This study was therefore able to show quantitatively, for the first time to our knowledge (O'Neill, 1999), that even in the absence of specific cellular mechanisms for volume detection, Vc converges to a fixed set point and that this is largely determined by the intracellular membrane-impermeant solute content (X−i) and its mean charge valency (zX). Furthermore, for given sodium pump densities and sets of membrane ion permeabilities, Em was shown to be determined solely by zX. This approach thus provided straightforward demonstrations, for the first time to our knowledge, of a number of strategic properties of the determination of Em and Vc in the reconstituted system.

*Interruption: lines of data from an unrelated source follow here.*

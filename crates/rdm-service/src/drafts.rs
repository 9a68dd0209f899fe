//! Drafts, publication and reads.

use rdm_core::{
  EntityKind, Error, Result,
  identity::Identity,
  parent::{Owner, Parent},
  permission::{Action, PermissionPolicy, Resource},
  record::{Draft, DraftInput, FileRefs, Record},
  store::{RecordStore, UnitOfWork},
  versions::VersionState,
};
use uuid::Uuid;

use crate::{DraftItem, RecordItem, RecordService};

impl<S, P> RecordService<S, P>
where
  S: RecordStore,
  P: PermissionPolicy,
  Error: From<S::Error>,
{
  // ─── Create ───────────────────────────────────────────────────────────────

  /// Start a new lineage: a parent owned by the caller, its version state,
  /// and the first draft.
  pub async fn create(&self, identity: &Identity, input: DraftInput) -> Result<Draft> {
    self.policy.check(identity, Action::Create, &Resource::Global)?;
    input.access.validate()?;

    let mut parent = Parent::new();
    parent.access.owned_by = identity.user_id.clone().map(|user| Owner { user });
    let mut state = VersionState::new(parent.id);
    let mut draft = Draft::new(parent.id, input);
    state.open_draft(draft.id)?;

    let mut uow = UnitOfWork::new();
    uow.put_parent(&mut parent);
    uow.put_version_state(&mut state);
    uow.put_draft(&mut draft);
    self.commit(uow).await?;

    tracing::info!(draft_id = %draft.id, parent_id = %parent.id, "created draft");
    Ok(draft)
  }

  // ─── Reads ────────────────────────────────────────────────────────────────

  /// Read a record. Records that are no longer published are only visible to
  /// callers who manage the parent.
  pub async fn read(&self, identity: &Identity, record_id: Uuid) -> Result<RecordItem> {
    let record = self.load_record(record_id).await?;
    let parent = self.load_parent(record.parent_id).await?;

    let action = if record.deletion_status.is_published() {
      Action::Read
    } else {
      Action::Manage
    };
    let resource = Resource::Record { parent: &parent, access: &record.access };
    self.policy.check(identity, action, &resource)?;

    let can_manage = self.policy.allows(identity, Action::Manage, &Resource::Parent(&parent));
    Ok(RecordItem { record, parent, can_manage })
  }

  /// The file buckets of a record, for file and image consumers.
  pub async fn read_files(&self, identity: &Identity, record_id: Uuid) -> Result<FileRefs> {
    let record = self.load_record(record_id).await?;
    let parent = self.load_parent(record.parent_id).await?;
    if !record.deletion_status.is_published() {
      return Err(Error::not_found(EntityKind::Record, record_id));
    }

    let resource = Resource::Record { parent: &parent, access: &record.access };
    self.policy.check(identity, Action::ReadFiles, &resource)?;
    Ok(record.files)
  }

  pub async fn read_draft(&self, identity: &Identity, draft_id: Uuid) -> Result<DraftItem> {
    let draft = self.load_draft(draft_id).await?;
    let parent = self.load_parent(draft.parent_id).await?;

    let resource = Resource::Record { parent: &parent, access: &draft.access };
    self.policy.check(identity, Action::ReadDraft, &resource)?;

    let can_manage = self.policy.allows(identity, Action::Manage, &Resource::Parent(&parent));
    Ok(DraftItem { draft, parent, can_manage })
  }

  /// Every published version of the record's lineage the caller may read,
  /// ordered by version index.
  pub async fn list_versions(&self, identity: &Identity, record_id: Uuid) -> Result<Vec<Record>> {
    let record = self.load_record(record_id).await?;
    let parent = self.load_parent(record.parent_id).await?;

    let records = self.store.list_records(parent.id).await?;
    Ok(
      records
        .into_iter()
        .filter(|r| r.deletion_status.is_published())
        .filter(|r| {
          let resource = Resource::Record { parent: &parent, access: &r.access };
          self.policy.allows(identity, Action::Read, &resource)
        })
        .collect(),
    )
  }

  // ─── Draft editing ────────────────────────────────────────────────────────

  pub async fn update_draft(
    &self,
    identity: &Identity,
    draft_id: Uuid,
    input: DraftInput,
  ) -> Result<Draft> {
    let mut draft = self.load_draft(draft_id).await?;
    let parent = self.load_parent(draft.parent_id).await?;

    let resource = Resource::Record { parent: &parent, access: &draft.access };
    self.policy.check(identity, Action::UpdateDraft, &resource)?;
    input.access.validate()?;

    draft.apply_input(input);
    let mut uow = UnitOfWork::new();
    uow.put_draft(&mut draft);
    self.commit(uow).await?;

    tracing::debug!(draft_id = %draft.id, revision = draft.revision, "updated draft");
    Ok(draft)
  }

  /// Open an edit draft for a published record. The draft shares the
  /// record's id and version number.
  pub async fn edit(&self, identity: &Identity, record_id: Uuid) -> Result<Draft> {
    let record = self.load_record(record_id).await?;
    let parent = self.load_parent(record.parent_id).await?;

    let resource = Resource::Record { parent: &parent, access: &record.access };
    self.policy.check(identity, Action::Edit, &resource)?;
    if !record.deletion_status.is_published() {
      return Err(Error::Validation(format!(
        "record {record_id} is {} and cannot be edited",
        record.deletion_status
      )));
    }

    let mut state = self.load_state(parent.id).await?;
    let mut draft = Draft::for_edit(&record);
    state.open_draft(draft.id)?;

    let mut uow = UnitOfWork::new();
    uow.put_version_state(&mut state);
    uow.put_draft(&mut draft);
    self.commit(uow).await?;

    tracing::info!(record_id = %record.id, "opened edit draft");
    Ok(draft)
  }

  /// Open a draft for the next version after `record_id`. Metadata and access
  /// carry over; files start empty.
  pub async fn new_version(&self, identity: &Identity, record_id: Uuid) -> Result<Draft> {
    let record = self.load_record(record_id).await?;
    let parent = self.load_parent(record.parent_id).await?;

    let resource = Resource::Record { parent: &parent, access: &record.access };
    self.policy.check(identity, Action::NewVersion, &resource)?;
    if !record.deletion_status.is_published() {
      return Err(Error::Validation(format!(
        "record {record_id} is {} and cannot start a new version",
        record.deletion_status
      )));
    }

    let mut state = self.load_state(parent.id).await?;
    let mut draft = Draft::for_new_version(&record);
    state.open_draft(draft.id)?;

    let mut uow = UnitOfWork::new();
    uow.put_version_state(&mut state);
    uow.put_draft(&mut draft);
    self.commit(uow).await?;

    tracing::info!(draft_id = %draft.id, parent_id = %parent.id, "opened new version draft");
    Ok(draft)
  }

  // ─── Publish / discard ────────────────────────────────────────────────────

  /// Publish the open draft. A first or new-version draft becomes a new
  /// record with the next version number; an edit draft overwrites the
  /// record it edits. The draft is removed either way.
  pub async fn publish(&self, identity: &Identity, draft_id: Uuid) -> Result<Record> {
    let draft = self.load_draft(draft_id).await?;
    let parent = self.load_parent(draft.parent_id).await?;

    let resource = Resource::Record { parent: &parent, access: &draft.access };
    self.policy.check(identity, Action::Publish, &resource)?;
    draft.access.validate()?;

    let mut state = self.load_state(parent.id).await?;
    let index = state.publish(&draft)?;

    let mut record = match draft.record_id {
      Some(record_id) => {
        let mut record = self.load_record(record_id).await?;
        record.apply_draft(&draft);
        record
      }
      None => Record::from_draft(&draft, index),
    };

    let mut uow = UnitOfWork::new();
    uow.put_record(&mut record);
    uow.delete_draft(&draft);
    uow.put_version_state(&mut state);
    self.commit(uow).await?;

    tracing::info!(
      record_id = %record.id,
      parent_id = %parent.id,
      index,
      edit = draft.is_edit(),
      "published record"
    );
    Ok(record)
  }

  /// Throw away the open draft. No version number is consumed.
  pub async fn discard(&self, identity: &Identity, draft_id: Uuid) -> Result<()> {
    let draft = self.load_draft(draft_id).await?;
    let parent = self.load_parent(draft.parent_id).await?;

    let resource = Resource::Record { parent: &parent, access: &draft.access };
    self.policy.check(identity, Action::DiscardDraft, &resource)?;

    let mut state = self.load_state(parent.id).await?;
    state.discard_draft(draft.id)?;

    let mut uow = UnitOfWork::new();
    uow.delete_draft(&draft);
    uow.put_version_state(&mut state);
    self.commit(uow).await?;

    tracing::info!(draft_id = %draft.id, "discarded draft");
    Ok(())
  }
}
//! The caller identity passed to every service operation.

use std::collections::{BTreeMap, BTreeSet};

use serde::{Deserialize, Serialize};
use uuid::Uuid;

use crate::{
  access::grants::{GrantSubject, SubjectType},
  permission::Permission,
};

/// System role held by scheduled jobs and other internal processes.
pub const SYSTEM_PROCESS: &str = "system_process";
/// System role held by every caller, authenticated or not.
pub const ANY_USER: &str = "any_user";
/// System role held by every authenticated caller.
pub const AUTHENTICATED_USER: &str = "authenticated_user";

/// Who is calling, and which capabilities they present.
#[derive(Debug, Clone, Default, PartialEq, Eq, Serialize, Deserialize)]
pub struct Identity {
  pub user_id:      Option<String>,
  pub roles:        BTreeSet<String>,
  pub system_roles: BTreeSet<String>,
  /// Permissions obtained by presenting secret links, keyed by parent id.
  #[serde(default)]
  pub link_grants:  BTreeMap<Uuid, Permission>,
}

impl Identity {
  pub fn anonymous() -> Self {
    Self {
      system_roles: BTreeSet::from([ANY_USER.to_owned()]),
      ..Self::default()
    }
  }

  pub fn user(user_id: impl Into<String>) -> Self {
    Self {
      user_id: Some(user_id.into()),
      system_roles: BTreeSet::from([
        ANY_USER.to_owned(),
        AUTHENTICATED_USER.to_owned(),
      ]),
      ..Self::default()
    }
  }

  /// The identity used by internal jobs such as the embargo lifter.
  pub fn system() -> Self {
    Self {
      system_roles: BTreeSet::from([
        ANY_USER.to_owned(),
        AUTHENTICATED_USER.to_owned(),
        SYSTEM_PROCESS.to_owned(),
      ]),
      ..Self::default()
    }
  }

  pub fn with_role(mut self, role: impl Into<String>) -> Self {
    self.roles.insert(role.into());
    self
  }

  /// Attach a permission resolved from a secret link. A weaker link never
  /// downgrades a stronger one already held for the same parent.
  pub fn with_link_grant(mut self, parent_id: Uuid, permission: Permission) -> Self {
    let entry = self.link_grants.entry(parent_id).or_insert(permission);
    *entry = (*entry).max(permission);
    self
  }

  pub fn is_system(&self) -> bool { self.system_roles.contains(SYSTEM_PROCESS) }

  pub fn is_authenticated(&self) -> bool {
    self.user_id.is_some() || self.system_roles.contains(AUTHENTICATED_USER)
  }

  /// Whether a grant addressed to `subject` applies to this identity.
  pub fn matches(&self, subject: &GrantSubject) -> bool {
    match subject.kind {
      SubjectType::User => self.user_id.as_deref() == Some(subject.id.as_str()),
      SubjectType::Role => self.roles.contains(&subject.id),
      SubjectType::SystemRole => self.system_roles.contains(&subject.id),
    }
  }
}
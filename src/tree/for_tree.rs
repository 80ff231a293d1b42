//! FOR-tree core (C6): a second flash-aware strategy expressed at the tree
//! layer, tolerating overflow instead of splitting on the spot.
//!
//! A *primary node* (P-node) keeps its own page id for its whole life;
//! entries that do not fit are chained onto *overflow nodes* (O-nodes)
//! reachable only through the [`OverflowTable`], never through a parent
//! entry. Access pressure (`tsc`, a per-P-node search-traversal counter)
//! eventually triggers **MergeBack**, which rewrites `P ∪ its O-nodes`
//! into a fresh P plus the minimum number of O-nodes the remaining
//! entries need. Any O-node that MergeBack could not fold back into P is
//! promoted to a first-class sibling entry in P's parent — the same
//! structural role a split's sibling plays in `tree::RTree` — which is
//! how this tree still grows in height under sustained overflow pressure
//! (§4.8, §9's AdjustTree note).

use std::collections::HashMap;

use crate::buffer::NodeBuffer;
use crate::config::{ForTreeConfig, IndexConfig};
use crate::error::Result;
use crate::geometry::{union_all, BBox};
use crate::observer::Observer;
use crate::page::{Entry, Node, PageStore};
use crate::tree_info::TreeInfo;

/// Per-primary-node overflow bookkeeping (§3's overflow-node table).
#[derive(Debug, Clone, Default)]
pub struct OverflowEntry {
    /// Number of overflow nodes currently chained off this primary node.
    pub k: u32,
    /// Count of searches that have traversed this primary's overflow chain.
    pub tsc: u32,
    pub overflow_pages: Vec<i32>,
}

/// Maps a primary node's page id to its overflow chain. Owned by the
/// façade alongside `TreeInfo`, the way `TreeInfo` owns the free-page
/// stack — neither the buffer nor the page store knows this table exists.
#[derive(Debug, Clone, Default)]
pub struct OverflowTable {
    map: HashMap<i32, OverflowEntry>,
}

impl OverflowTable {
    pub fn new() -> Self {
        Self { map: HashMap::new() }
    }

    pub fn get(&self, primary: i32) -> Option<&OverflowEntry> {
        self.map.get(&primary)
    }

    fn entry_mut(&mut self, primary: i32) -> &mut OverflowEntry {
        self.map.entry(primary).or_insert_with(OverflowEntry::default)
    }

    fn take(&mut self, primary: i32) -> OverflowEntry {
        self.map.remove(&primary).unwrap_or_default()
    }

    fn bump_tsc(&mut self, primary: i32) {
        if let Some(e) = self.map.get_mut(&primary) {
            e.tsc += 1;
        }
    }

    pub fn overflow_page_count(&self, primary: i32) -> usize {
        self.map.get(&primary).map(|e| e.overflow_pages.len()).unwrap_or(0)
    }
}

pub struct ForTreeCtx<'a> {
    pub store: &'a mut dyn PageStore,
    pub buffer: &'a mut dyn NodeBuffer,
    pub info: &'a mut TreeInfo,
    pub overflow: &'a mut OverflowTable,
    pub observer: &'a dyn Observer,
}

/// An entry plus the physical page/position it currently lives at, needed
/// because ChooseNode and AdjustTree must write back to whichever
/// physical node (primary or a specific overflow page) actually holds the
/// entry, not just to the logical P-node (§4.8).
struct Located {
    page: i32,
    position: usize,
    entry: Entry,
}

pub struct ForTree {
    dims: usize,
    min_leaf: usize,
    max_leaf: usize,
    min_int: usize,
    max_int: usize,
    x: u32,
    y: u32,
}
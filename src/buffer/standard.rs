//! Standard page-granular buffer variants (C7): LRU, HLRU, simplified-2Q,
//! full-2Q. All four cache whole node images (never deltas) and honor a
//! byte capacity counted per §4.9 as `nof_entries * (page_size + id_size[+
//! level_size])`.

use std::collections::VecDeque;

use crate::config::TreeKind;
use crate::error::Result;
use crate::geometry::BBox;
use crate::page::{Node, PageStore};

use super::{apply_bbox, apply_hole, apply_lhv, apply_pointer, read_node, write_node, write_tombstone, NodeBuffer};

const ID_SIZE: usize = 4;
const LEVEL_SIZE: usize = 4;

struct Cached {
    node: Node,
    dirty: bool,
    height: i32,
}

fn max_entries(max_capacity_bytes: usize, page_size: usize, per_entry_overhead: usize) -> usize {
    (max_capacity_bytes / (page_size + per_entry_overhead)).max(1)
}

/// Plain recency-ordered LRU cache (§4.9).
pub struct LruBuffer {
    dims: usize,
    tree_kind: TreeKind,
    capacity: usize,
    order: VecDeque<i32>,
    entries: std::collections::HashMap<i32, Cached>,
}

impl LruBuffer {
    pub fn new(dims: usize, tree_kind: TreeKind, page_size: usize, max_capacity_bytes: usize) -> Self {
        Self {
            dims,
            tree_kind,
            capacity: max_entries(max_capacity_bytes, page_size, ID_SIZE),
            order: VecDeque::new(),
            entries: std::collections::HashMap::new(),
        }
    }

    fn touch(&mut self, page: i32) {
        self.order.retain(|&p| p != page);
        self.order.push_back(page);
    }

    fn evict_if_needed(&mut self, store: &mut dyn PageStore) -> Result<()> {
        while self.entries.len() > self.capacity {
            let victim = match self.order.pop_front() {
                Some(p) => p,
                None => break,
            };
            if let Some(c) = self.entries.remove(&victim) {
                if c.dirty {
                    write_node(store, victim, self.dims, self.tree_kind, c.height, &c.node)?;
                }
            }
        }
        Ok(())
    }

    fn load_or_fetch(&mut self, store: &mut dyn PageStore, page: i32, height: i32) -> Result<Node> {
        if let Some(c) = self.entries.get(&page) {
            return Ok(c.node.clone());
        }
        let node = read_node(store, page, self.dims, self.tree_kind, height)?.unwrap_or_default();
        self.entries.insert(
            page,
            Cached {
                node: node.clone(),
                dirty: false,
                height,
            },
        );
        self.touch(page);
        Ok(node)
    }

    fn mutate(
        &mut self,
        store: &mut dyn PageStore,
        page: i32,
        height: i32,
        f: impl FnOnce(&mut Node, usize),
    ) -> Result<()> {
        self.load_or_fetch(store, page, height)?;
        self.touch(page);
        let c = self.entries.get_mut(&page).unwrap();
        f(&mut c.node, self.dims);
        c.dirty = true;
        self.evict_if_needed(store)
    }
}

impl NodeBuffer for LruBuffer {
    fn contains(&self, page: i32) -> bool {
        self.entries.contains_key(&page)
    }

    fn put_new(&mut self, store: &mut dyn PageStore, page: i32, height: i32, node: Node) -> Result<()> {
        self.entries.insert(
            page,
            Cached {
                node,
                dirty: true,
                height,
            },
        );
        self.touch(page);
        self.evict_if_needed(store)
    }

    fn mod_bbox(
        &mut self,
        store: &mut dyn PageStore,
        page: i32,
        height: i32,
        position: usize,
        bbox: Option<BBox>,
    ) -> Result<()> {
        self.mutate(store, page, height, |n, _| apply_bbox(n, position, bbox))
    }

    fn mod_pointer(
        &mut self,
        store: &mut dyn PageStore,
        page: i32,
        height: i32,
        position: usize,
        pointer: i32,
    ) -> Result<()> {
        self.mutate(store, page, height, |n, d| apply_pointer(n, position, pointer, d))
    }

    fn mod_lhv(
        &mut self,
        store: &mut dyn PageStore,
        page: i32,
        height: i32,
        position: usize,
        lhv: u64,
    ) -> Result<()> {
        self.mutate(store, page, height, |n, _| apply_lhv(n, position, lhv))
    }

    fn mod_hole(&mut self, store: &mut dyn PageStore, page: i32, height: i32, position: usize) -> Result<()> {
        self.mutate(store, page, height, |n, d| apply_hole(n, position, d))
    }

    fn del_node(&mut self, store: &mut dyn PageStore, page: i32, _height: i32) -> Result<()> {
        self.entries.remove(&page);
        self.order.retain(|&p| p != page);
        write_tombstone(store, page)
    }

    fn retrieve(&mut self, store: &mut dyn PageStore, page: i32, height: i32) -> Result<Node> {
        let node = self.load_or_fetch(store, page, height)?;
        self.touch(page);
        self.evict_if_needed(store)?;
        Ok(node)
    }

    fn flush_all(&mut self, store: &mut dyn PageStore) -> Result<()> {
        let ids: Vec<i32> = self.entries.keys().copied().collect();
        for id in ids {
            let (dirty, height, node) = {
                let c = self.entries.get(&id).unwrap();
                (c.dirty, c.height, c.node.clone())
            };
            if dirty {
                write_node(store, id, self.dims, self.tree_kind, height, &node)?;
                self.entries.get_mut(&id).unwrap().dirty = false;
            }
        }
        Ok(())
    }
}

/// LRU plus per-entry tree level; eviction skips entries whose level is
/// "in range" of the requested level, matching §4.9's HLRU rule.
pub struct HLruBuffer {
    dims: usize,
    tree_kind: TreeKind,
    capacity: usize,
    current_height: i32,
    order: VecDeque<i32>,
    entries: std::collections::HashMap<i32, Cached>,
}
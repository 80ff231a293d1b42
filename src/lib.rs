//! A flash-aware spatial index storage engine: an R-tree family (R-tree,
//! R*-tree, Hilbert R-tree, FOR-tree) paired with interchangeable
//! page-level buffer managers, including the two flash-aware write
//! absorbers this crate is built around - FAST (merge-on-flush) and eFIND
//! (delta-log with temporal write grouping).
//!
//! [`SpatialIndex`] is the single entry point: bind a tree kind and a
//! buffer kind at construction, then `insert`/`remove`/`update`/`search`.
//! Everything below that module - node codec, bounding-box algebra,
//! buffer internals, the write-ahead log - is an implementation detail a
//! caller never names directly.

pub mod buffer;
pub mod config;
pub mod error;
pub mod geometry;
pub mod index;
mod log;
pub mod observer;
pub mod page;
pub mod tree;
pub mod tree_info;

pub use config::{BufferKind, IndexConfig, IndexConfigBuilder, SplitStrategy, TreeKind};
pub use error::{Error, Result};
pub use geometry::{BBox, Geometry, Predicate};
pub use index::SpatialIndex;
pub use log::init_log;
pub use observer::{NullObserver, Observer};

It was further shown that the charge-difference model introduced here was necessary to demonstrate these apparent set points, as they were not predicted by otherwise identical GHK- or Mullins-Noda-based models.
The principles of volume regulation were also investigated. The specific modelling examples were prompted by a number of both early and more recent experimental observations of manoeuvres designed to modify both Em and Vc. First, early experiments demonstrated that under conditions where K+ was the only significant membrane-permeant ion skeletal muscle Vc followed a simple inverse dependence upon extracellular osmolarity, while Em followed the resultant K+ Nernst potential (Adrian, 1956; Dydynska & Wilkie, 1963; Blinks, 1965). Subsequent studies demonstrated swelling-induced regulatory volume decreases (RVDs) (O'Neill, 1999; Okada et al. 2001) and shrinkage-induced regulatory volume increases (RVIs) brought about by cotransporter activity in many other, often non-excitable, cell types (reviews: Lang et al. 1998a; O'Neill, 1999). However, such regulatory volume adjustments have not been observed in mature skeletal muscle fibres (Sejersted & Sjogaard, 2000). Instead, recent findings have suggested a complex relationship between Em and Vc that may vary between cell types. For example, a recent study reported that skeletal muscle fibres in Cl−-containing extracellular solutions did not hyperpolarize following osmotically induced shrinkage despite increased [K+]i/[K+]e (Adrian, 1956). Ferenczi et al. (2004) demonstrated that in this situation Na+–K+–2Cl− cotransport (NKCC) held [Cl−]i/[Cl−]e above equilibrium values but did not cause significant regulatory volume increases (RVIs) in agreement with earlier work (Blinks, 1965). Thus in skeletal muscle the volume-sensitive cation–chloride transport processes that underlie volume regulation in other cell types appeared instead to influence Em (Baumgarten & Clemo, 2003; Geukes Foppen, 2004) apparently in place of significant influences upon Vc (Ferenczi et al. 2004). However, while exercise increases muscle fibre volume by up to 20% (Sjogaard et al. 1985), long-term muscle fibre volumes in vivo remain remarkably stable (review: Proske & Morgan, 2001) despite the apparent short-term regulation of Em in preference to Vc (Ferenczi et al. 2004). These discrepancies were explored in the present study, and mechanisms by which Em and Vc may be regulated independently were identified.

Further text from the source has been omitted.